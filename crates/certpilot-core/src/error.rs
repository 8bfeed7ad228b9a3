//! Common error types used across certpilot services

use thiserror::Error;

/// Errors raised by shared infrastructure (database bootstrap, configuration)
#[derive(Error, Debug)]
pub enum ServiceError {
    #[error("Database error: {0}")]
    Database(String),

    #[error("Not found: {resource}")]
    NotFound { resource: String },

    #[error("Validation error: {message}")]
    Validation { message: String },

    #[error("Configuration error: {message}")]
    Configuration { message: String },

    #[error("External service error: {service} - {message}")]
    ExternalService { service: String, message: String },

    #[error("Internal error: {0}")]
    Internal(#[from] anyhow::Error),
}

impl ServiceError {
    pub fn configuration(message: impl Into<String>) -> Self {
        ServiceError::Configuration {
            message: message.into(),
        }
    }
}

impl From<serde_yaml::Error> for ServiceError {
    fn from(err: serde_yaml::Error) -> Self {
        ServiceError::Configuration {
            message: format!("Invalid configuration file: {}", err),
        }
    }
}

/// Result type alias for service operations
pub type ServiceResult<T> = Result<T, ServiceError>;
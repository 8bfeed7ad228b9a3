pub mod certificates;
pub mod deploy_configs;
pub mod dns_providers;
pub mod renew_tasks;

pub mod prelude {
    pub use super::certificates::Entity as Certificates;
    pub use super::deploy_configs::Entity as DeployConfigs;
    pub use super::dns_providers::Entity as DnsProviders;
    pub use super::renew_tasks::Entity as RenewTasks;
}
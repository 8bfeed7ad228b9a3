//! Core types shared by every certpilot crate: service errors, the secret
//! codec used for encryption at rest, engine configuration and time aliases.

pub mod config;
pub mod encryption;
pub mod error;
pub mod types;

pub use config::*;
pub use encryption::*;
pub use error::*;
pub use types::*;

// Re-export commonly used external crates
pub use anyhow;
pub use async_trait;
pub use chrono;
pub use serde;
pub use serde_json;
pub use thiserror;
pub use tokio;
pub use tracing;
pub use uuid;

THE TASK — Print the records again in their entirety, character for character.

ANSWER TO THE PROBLEM —
filename crates/certpilot-core/src/error.rs
repository 8bfeed7ad228b9a3
//! Common error types used across certpilot services

use thiserror::Error;

/// Errors raised by shared infrastructure (database bootstrap, configuration)
#[derive(Error, Debug)]
pub enum ServiceError {
    #[error("Database error: {0}")]
    Database(String),

    #[error("Not found: {resource}")]
    NotFound { resource: String },

    #[error("Validation error: {message}")]
    Validation { message: String },

    #[error("Configuration error: {message}")]
    Configuration { message: String },

    #[error("External service error: {service} - {message}")]
    ExternalService { service: String, message: String },

    #[error("Internal error: {0}")]
    Internal(#[from] anyhow::Error),
}

impl ServiceError {
    pub fn configuration(message: impl Into<String>) -> Self {
        ServiceError::Configuration {
            message: message.into(),
        }
    }
}

impl From<serde_yaml::Error> for ServiceError {
    fn from(err: serde_yaml::Error) -> Self {
        ServiceError::Configuration {
            message: format!("Invalid configuration file: {}", err),
        }
    }
}

/// Result type alias for service operations
pub type ServiceResult<T> = Result<T, ServiceError>;
repository 8bfeed7ad228b9a3
pub mod certificates;
pub mod deploy_configs;
pub mod dns_providers;
pub mod renew_tasks;

pub mod prelude {
    pub use super::certificates::Entity as Certificates;
    pub use super::deploy_configs::Entity as DeployConfigs;
    pub use super::dns_providers::Entity as DnsProviders;
    pub use super::renew_tasks::Entity as RenewTasks;
}
repository 8bfeed7ad228b9a3
//! Core types shared by every certpilot crate: service errors, the secret
//! codec used for encryption at rest, engine configuration and time aliases.

pub mod config;
pub mod encryption;
pub mod error;
pub mod types;

pub use config::*;
pub use encryption::*;
pub use error::*;
pub use types::*;

// Re-export commonly used external crates
pub use anyhow;
pub use async_trait;
pub use chrono;
pub use serde;
pub use serde_json;
pub use thiserror;
pub use tokio;
pub use tracing;
pub use uuid;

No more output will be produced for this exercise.